Pengaruh Ukuran Ban Yang Berdampak Pada Performa Mobil Anda

Toko Online Ban Mobil – Jaman kini ini, ban mobil tidak saja dianggap sebagai penggerak mobil, tetapi juga dirasakan sebagai hal penting dalam urusan estetika. Banyak pemakai mobil yang mengubah ban dan velg nya dari standar guna merubah tampilan cocok dengan keinginan. Penggemar aliran alto/offroad seringkali merubah profil ban bawaan menjadi lebih tebal, sedangkan peminat aliran street racer/drag racer seringkali merubah diameter velg menjadi lebih banyak dengan ban berprofil tips. Bagaimana pengaruh mengolah ukuran ban standar? Simak pembahasan berikut.


Ukuran ban telah disesuaikan oleh pabrikan menurut penelitian yang pastinya tidak sederhana. Secara teori, tapak ban yang lebar akan menambah traksi ban terhadap aspal. Positifnya, handling menjadi lebih baik dan stabil. Jarak pengereman pun dapat dipersingkat karena fenomena slip ban berkurang. Namun, seiring dengan tapak ban yang semakin lebar, gaya gesek pun meningkat sampai-sampai dapat meminimalisir performa mesin yang berimbas pada borosnya konsumsi BBM.

Profil ban pun turut mempengaruhi. Profil ban yang tebal, akan menambah kenyaman (bantingan menjadi lebih empuk), namun meminimalisir kualitas handling. Sebaliknya, profil ban yang tipis akan menambah handling, namun mengakibatkan bantingan menjadi lebih keras. Keras atau tidaknya bantingan pun dipengarui oleh desakan ban.

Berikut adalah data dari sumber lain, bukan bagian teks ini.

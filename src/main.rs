use anyhow::Result;
use tracing_subscriber::EnvFilter;

#[tokio::main]
async fn main() -> Result<()> {
    let filter = EnvFilter::try_from_default_env()
        .unwrap_or_else(|_| EnvFilter::new("info"));
    tracing_subscriber::fmt().with_env_filter(filter).init();

    bulletin::cli::run().await
}
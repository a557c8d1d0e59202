#![warn(clippy::pedantic)]
// Noisy doc/signature lints
#![allow(clippy::missing_errors_doc)]
#![allow(clippy::missing_panics_doc)]
#![allow(clippy::must_use_candidate)]
// Style preference: format!("{}", x) over format!("{x}") for complex exprs
#![allow(clippy::uninlined_format_args)]
// Timestamps and durations cross between u64/i64/f64
#![allow(clippy::cast_possible_truncation)]
#![allow(clippy::cast_sign_loss)]
#![allow(clippy::cast_precision_loss)]
#![allow(clippy::cast_possible_wrap)]
#![allow(clippy::too_many_lines)]
#![allow(clippy::module_name_repetitions)]

pub mod address_book;
pub mod channels;
pub mod cli;
pub mod config;
pub mod content;
pub mod dispatch;
pub mod errors;
pub mod formatter;
pub mod session;
pub(crate) mod utils;

pub const VERSION: &str = env!("CARGO_PKG_VERSION");
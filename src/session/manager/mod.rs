use crate::errors::{BulletinError, BulletinResult};
use crate::session::{LifecycleEvent, Session, SessionEvent, SessionStatus, SessionTransport};
use anyhow::Context;
use std::collections::VecDeque;
use std::sync::Arc;
use tokio::sync::{Mutex, mpsc, watch};
use tokio::task::JoinHandle;
use tracing::{debug, info, warn};
use uuid::Uuid;

const EVENT_CHANNEL_CAPACITY: usize = 64;
const MAX_SESSION_HISTORY: usize = 32;

/// Result of feeding one lifecycle event to the manager.
#[derive(Debug, Clone, PartialEq, Eq)]
pub enum EventOutcome {
    Applied {
        status: SessionStatus,
        /// Set for `Disconnected { requires_reconnection: true }`: the transport
        /// will not resume on its own.
        reconnect_required: bool,
    },
    /// The event names a superseded session id and was dropped.
    Stale,
    /// Not a valid transition from the current status; no-op.
    Ignored { status: SessionStatus },
}

/// Owns the single active messaging session.
///
/// State lives in a `watch` channel so that other components (the dispatch
/// engine in particular) can observe transitions while they run.
pub struct SessionManager {
    transport: Arc<dyn SessionTransport>,
    state_tx: watch::Sender<Session>,
    history: std::sync::Mutex<VecDeque<Session>>,
    events_tx: mpsc::Sender<SessionEvent>,
    events_rx: std::sync::Mutex<Option<mpsc::Receiver<SessionEvent>>>,
    /// Serializes connect/disconnect requests.
    lifecycle: Mutex<()>,
}

impl SessionManager {
    pub fn new(transport: Arc<dyn SessionTransport>) -> Self {
        let (events_tx, events_rx) = mpsc::channel(EVENT_CHANNEL_CAPACITY);
        Self {
            transport,
            state_tx: watch::Sender::new(Session::new(SessionStatus::Disconnected)),
            history: std::sync::Mutex::new(VecDeque::new()),
            events_tx,
            events_rx: std::sync::Mutex::new(Some(events_rx)),
            lifecycle: Mutex::new(()),
        }
    }

    /// Read-only snapshot of the active session.
    pub fn current_state(&self) -> Session {
        self.state_tx.borrow().clone()
    }

    pub fn subscribe(&self) -> watch::Receiver<Session> {
        self.state_tx.subscribe()
    }

    /// Sender handed to transports for delivering lifecycle events.
    pub fn event_sender(&self) -> mpsc::Sender<SessionEvent> {
        self.events_tx.clone()
    }

    /// Superseded sessions, oldest first.
    pub fn history(&self) -> Vec<Session> {
        self.history
            .lock()
            .map(|h| h.iter().cloned().collect())
            .unwrap_or_default()
    }

    /// Start a new pairing attempt, superseding the current session.
    pub async fn request_connection(&self) -> BulletinResult<Uuid> {
        let _guard = self.lifecycle.lock().await;

        if self.state_tx.borrow().is_connected() {
            return Err(BulletinError::AlreadyConnected);
        }

        let session = Session::new(SessionStatus::AwaitingPairing);
        let session_id = session.id;
        let previous = self.state_tx.send_replace(session);
        self.push_history(previous);
        info!("session {} awaiting pairing", session_id);

        if let Err(e) = self
            .transport
            .begin_pairing(session_id, self.events_tx.clone())
            .await
        {
            warn!("transport failed to begin pairing for {}: {}", session_id, e);
            self.state_tx.send_if_modified(|s| {
                if s.id == session_id && s.status == SessionStatus::AwaitingPairing {
                    s.status = SessionStatus::Disconnected;
                    s.updated_at = chrono::Utc::now();
                    true
                } else {
                    false
                }
            });
            return Err(BulletinError::Internal(
                e.context("failed to begin pairing"),
            ));
        }

        Ok(session_id)
    }

    /// Apply one lifecycle event to the active session.
    pub fn on_lifecycle_event(&self, envelope: SessionEvent) -> EventOutcome {
        let mut outcome = EventOutcome::Stale;
        self.state_tx.send_if_modified(|session| {
            if session.id != envelope.session_id {
                return false;
            }
            if session.apply(&envelope.event) {
                outcome = EventOutcome::Applied {
                    status: session.status,
                    reconnect_required: session.reconnect_required,
                };
                true
            } else {
                outcome = EventOutcome::Ignored {
                    status: session.status,
                };
                false
            }
        });

        match &outcome {
            EventOutcome::Applied {
                status,
                reconnect_required,
            } => {
                info!(
                    "session {} -> {} ({})",
                    envelope.session_id,
                    status,
                    envelope.event.name()
                );
                if *reconnect_required {
                    warn!(
                        "session {} disconnected and will not auto-resume; request a new connection",
                        envelope.session_id
                    );
                }
                if let LifecycleEvent::Disconnected { reason, .. }
                | LifecycleEvent::AuthenticationFailed { reason } = &envelope.event
                {
                    info!("session {} reason: {}", envelope.session_id, reason);
                }
            }
            EventOutcome::Stale => {
                debug!(
                    "dropping {} for superseded session {}",
                    envelope.event.name(),
                    envelope.session_id
                );
            }
            EventOutcome::Ignored { status } => {
                debug!(
                    "ignoring {} for session {} in state {}",
                    envelope.event.name(),
                    envelope.session_id,
                    status
                );
            }
        }
        outcome
    }

    /// Tear down a connected session.
    pub async fn disconnect(&self) -> BulletinResult<()> {
        let _guard = self.lifecycle.lock().await;

        let session_id = {
            let session = self.state_tx.borrow();
            if !session.is_connected() {
                return Err(BulletinError::NotConnected);
            }
            session.id
        };

        self.transport
            .teardown(session_id)
            .await
            .context("transport teardown failed")?;

        // The transport may already have reported the disconnect; then this is a no-op.
        self.on_lifecycle_event(SessionEvent::new(
            session_id,
            LifecycleEvent::Disconnected {
                reason: "disconnected by operator".to_string(),
                requires_reconnection: false,
            },
        ));
        Ok(())
    }

    /// Consume transport events in arrival order on a background task.
    ///
    /// Returns `None` if the loop was already started.
    pub fn spawn_event_loop(self: &Arc<Self>) -> Option<JoinHandle<()>> {
        let mut rx = self.events_rx.lock().ok()?.take()?;
        let manager = Arc::clone(self);
        Some(tokio::spawn(async move {
            while let Some(envelope) = rx.recv().await {
                manager.on_lifecycle_event(envelope);
            }
            debug!("session event stream closed");
        }))
    }

    fn push_history(&self, session: Session) {
        if let Ok(mut history) = self.history.lock() {
            history.push_back(session);
            while history.len() > MAX_SESSION_HISTORY {
                history.pop_front();
            }
        }
    }
}
use crate::errors::{BulletinError, BulletinResult};
use regex::Regex;
use std::sync::LazyLock;

static E164: LazyLock<Regex> = LazyLock::new(|| {
    // ASCII digits only: `\d` would also accept other Unicode digit classes
    Regex::new(r"^\+[1-9][0-9]{6,14}$").expect("Failed to compile E.164 regex")
});

/// Normalize a user-entered phone number to E.164 (`+` followed by digits).
///
/// Accepts common separators (spaces, dashes, dots, parentheses), an
/// international `00` prefix, Arabic-Indic digits, and bare digit strings.
pub fn normalize_phone(raw: &str) -> BulletinResult<String> {
    let trimmed = raw.trim();
    if trimmed.is_empty() {
        return Err(BulletinError::validation("phone number is empty"));
    }

    let mut cleaned = String::with_capacity(trimmed.len() + 1);
    for c in trimmed.chars() {
        match c {
            ' ' | '-' | '.' | '(' | ')' | '\u{a0}' => {}
            '\u{0660}'..='\u{0669}' => cleaned.push(ascii_digit(c, '\u{0660}')),
            '\u{06F0}'..='\u{06F9}' => cleaned.push(ascii_digit(c, '\u{06F0}')),
            _ => cleaned.push(c),
        }
    }

    let normalized = if let Some(rest) = cleaned.strip_prefix("00") {
        format!("+{}", rest)
    } else if cleaned.starts_with('+') {
        cleaned
    } else {
        format!("+{}", cleaned)
    };

    if E164.is_match(&normalized) {
        Ok(normalized)
    } else {
        Err(BulletinError::validation(format!(
            "invalid phone format: {}",
            trimmed
        )))
    }
}

fn ascii_digit(c: char, zero: char) -> char {
    char::from(b'0' + (c as u32 - zero as u32) as u8)
}

/// Minimal shape check for an optional contact email.
pub fn validate_email(raw: &str) -> BulletinResult<String> {
    let email = raw.trim();
    let valid = match email.split_once('@') {
        Some((local, domain)) => {
            !local.is_empty()
                && !domain.contains('@')
                && domain.contains('.')
                && !domain.starts_with('.')
                && !domain.ends_with('.')
                && !email.chars().any(char::is_whitespace)
        }
        None => false,
    };
    if valid {
        Ok(email.to_string())
    } else {
        Err(BulletinError::validation(format!(
            "invalid email address: {}",
            email
        )))
    }
}

#[cfg(test)]
mod tests;
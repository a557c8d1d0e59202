// Shared test helpers; not all items used by every test binary.
#![allow(unused)]

use async_trait::async_trait;
use bulletin::address_book::{AddressBook, NewContact};
use bulletin::config::DispatchConfig;
use bulletin::dispatch::{BulkTransport, DeliveryOutcome, DispatchEngine};
use bulletin::session::{LifecycleEvent, SessionEvent, SessionManager, SessionTransport};
use std::collections::HashSet;
use std::sync::{Arc, Mutex};
use tokio::sync::mpsc;
use uuid::Uuid;

/// Session transport that pairs immediately: it issues a pairing code and
/// then reports `Ready` through the manager's event channel.
#[derive(Default)]
pub struct InstantPairing {
    events: Mutex<Option<(Uuid, mpsc::Sender<SessionEvent>)>>,
    pub teardowns: Mutex<Vec<Uuid>>,
}

impl InstantPairing {
    /// Report a disconnect for the session that was last paired.
    pub async fn drop_connection(&self, reason: &str) {
        let target = self.events.lock().unwrap().clone();
        if let Some((session_id, tx)) = target {
            tx.send(SessionEvent::new(
                session_id,
                LifecycleEvent::Disconnected {
                    reason: reason.to_string(),
                    requires_reconnection: false,
                },
            ))
            .await
            .unwrap();
        }
    }
}

#[async_trait]
impl SessionTransport for InstantPairing {
    async fn begin_pairing(
        &self,
        session_id: Uuid,
        events: mpsc::Sender<SessionEvent>,
    ) -> anyhow::Result<()> {
        *self.events.lock().unwrap() = Some((session_id, events.clone()));
        events
            .send(SessionEvent::new(
                session_id,
                LifecycleEvent::PairingCodeIssued {
                    payload: "2@pairing-payload".to_string(),
                },
            ))
            .await?;
        events
            .send(SessionEvent::new(
                session_id,
                LifecycleEvent::Ready {
                    phone_number: Some("+15550100".to_string()),
                    client_name: Some("Bulletin".to_string()),
                },
            ))
            .await?;
        Ok(())
    }

    async fn teardown(&self, session_id: Uuid) -> anyhow::Result<()> {
        self.teardowns.lock().unwrap().push(session_id);
        Ok(())
    }
}

#[derive(Debug, Clone)]
pub struct SentMessage {
    pub recipients: Vec<String>,
    pub text: String,
}

/// Bulk transport that records every call and fails chosen numbers.
#[derive(Default)]
pub struct RecordingTransport {
    pub sent: Mutex<Vec<SentMessage>>,
    pub unreachable: HashSet<String>,
    /// Session to drop while the first call is in flight.
    pub drop_after_first: Option<Arc<InstantPairing>>,
}

impl RecordingTransport {
    pub fn unreachable(numbers: &[&str]) -> Self {
        Self {
            unreachable: numbers.iter().map(|n| (*n).to_string()).collect(),
            ..Default::default()
        }
    }

    pub fn sent(&self) -> Vec<SentMessage> {
        self.sent.lock().unwrap().clone()
    }
}

#[async_trait]
impl BulkTransport for RecordingTransport {
    async fn send_to_numbers(
        &self,
        phone_numbers: &[String],
        text: &str,
    ) -> anyhow::Result<Vec<DeliveryOutcome>> {
        let first = {
            let mut sent = self.sent.lock().unwrap();
            sent.push(SentMessage {
                recipients: phone_numbers.to_vec(),
                text: text.to_string(),
            });
            sent.len() == 1
        };
        if first && let Some(pairing) = &self.drop_after_first {
            pairing.drop_connection("phone went offline").await;
        }
        Ok(phone_numbers
            .iter()
            .map(|n| {
                if self.unreachable.contains(n) {
                    DeliveryOutcome::failed(n.clone(), "number is not on WhatsApp")
                } else {
                    DeliveryOutcome::delivered(n.clone())
                }
            })
            .collect())
    }

    async fn send_to_group(&self, group_ref: &str, text: &str) -> anyhow::Result<DeliveryOutcome> {
        self.sent.lock().unwrap().push(SentMessage {
            recipients: vec![group_ref.to_string()],
            text: text.to_string(),
        });
        Ok(DeliveryOutcome::delivered(group_ref))
    }
}

/// A session manager with a running event loop, already connected.
pub async fn connected_session(pairing: Arc<InstantPairing>) -> Arc<SessionManager> {
    let session = Arc::new(SessionManager::new(pairing));
    session.spawn_event_loop().expect("event loop already taken");
    let mut state_rx = session.subscribe();
    session.request_connection().await.unwrap();
    state_rx
        .wait_for(bulletin::session::Session::is_connected)
        .await
        .unwrap();
    session
}

/// Address book with two contacts, returning their ids.
pub fn address_book_with(contacts: &[(&str, &str)]) -> (Arc<AddressBook>, Vec<String>) {
    let book = AddressBook::in_memory("admin").unwrap();
    let ids = contacts
        .iter()
        .map(|(name, phone)| book.add_contact(NewContact::new(*name, *phone)).unwrap().id)
        .collect();
    (Arc::new(book), ids)
}

pub fn engine(
    session: Arc<SessionManager>,
    book: Arc<AddressBook>,
    transport: Arc<RecordingTransport>,
    config: DispatchConfig,
) -> DispatchEngine {
    DispatchEngine::new(session, book, transport, config)
}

Di samping itu, jenis ban pun berpengaruh. Jenis ban menurut motif tapak dipisahkan menjadi H/T (Highway Terrain), A/T, dan M/T (Mud Terrain). Ban H/T ialah yang sangat nyaman, mempunyai traksi yang baik terhadap aspal, dan yang sangat senyap. Ban A/T mempunyai motif tapak yang agak menonjol, berada ditengah-tengah H/T dan M/T. Ban A/T lebih berisik dan mempunyai traksi terhadap aspal lebih rendah daripada ban H/T, namun lumayan efektif di jalanan tanah keras atau jalan rusak. Sedangkan ban M/T atau biasa dinamakan ban tahu hanya sesuai digunakan guna kendaraan offroad dan paling tidak direkomendasikan dipakai pada kecepatan tinggi di jalan aspal. Sebenarnya, kendaraan kota yang sangat ideal ialah menggunakan ban H/T, meskipun situasi jalanan di Indonesia tidak menentu. Di samping senyap dan dapat dipakai pada kecepatan tinggi, ban H/T ialah yang sangat nyaman.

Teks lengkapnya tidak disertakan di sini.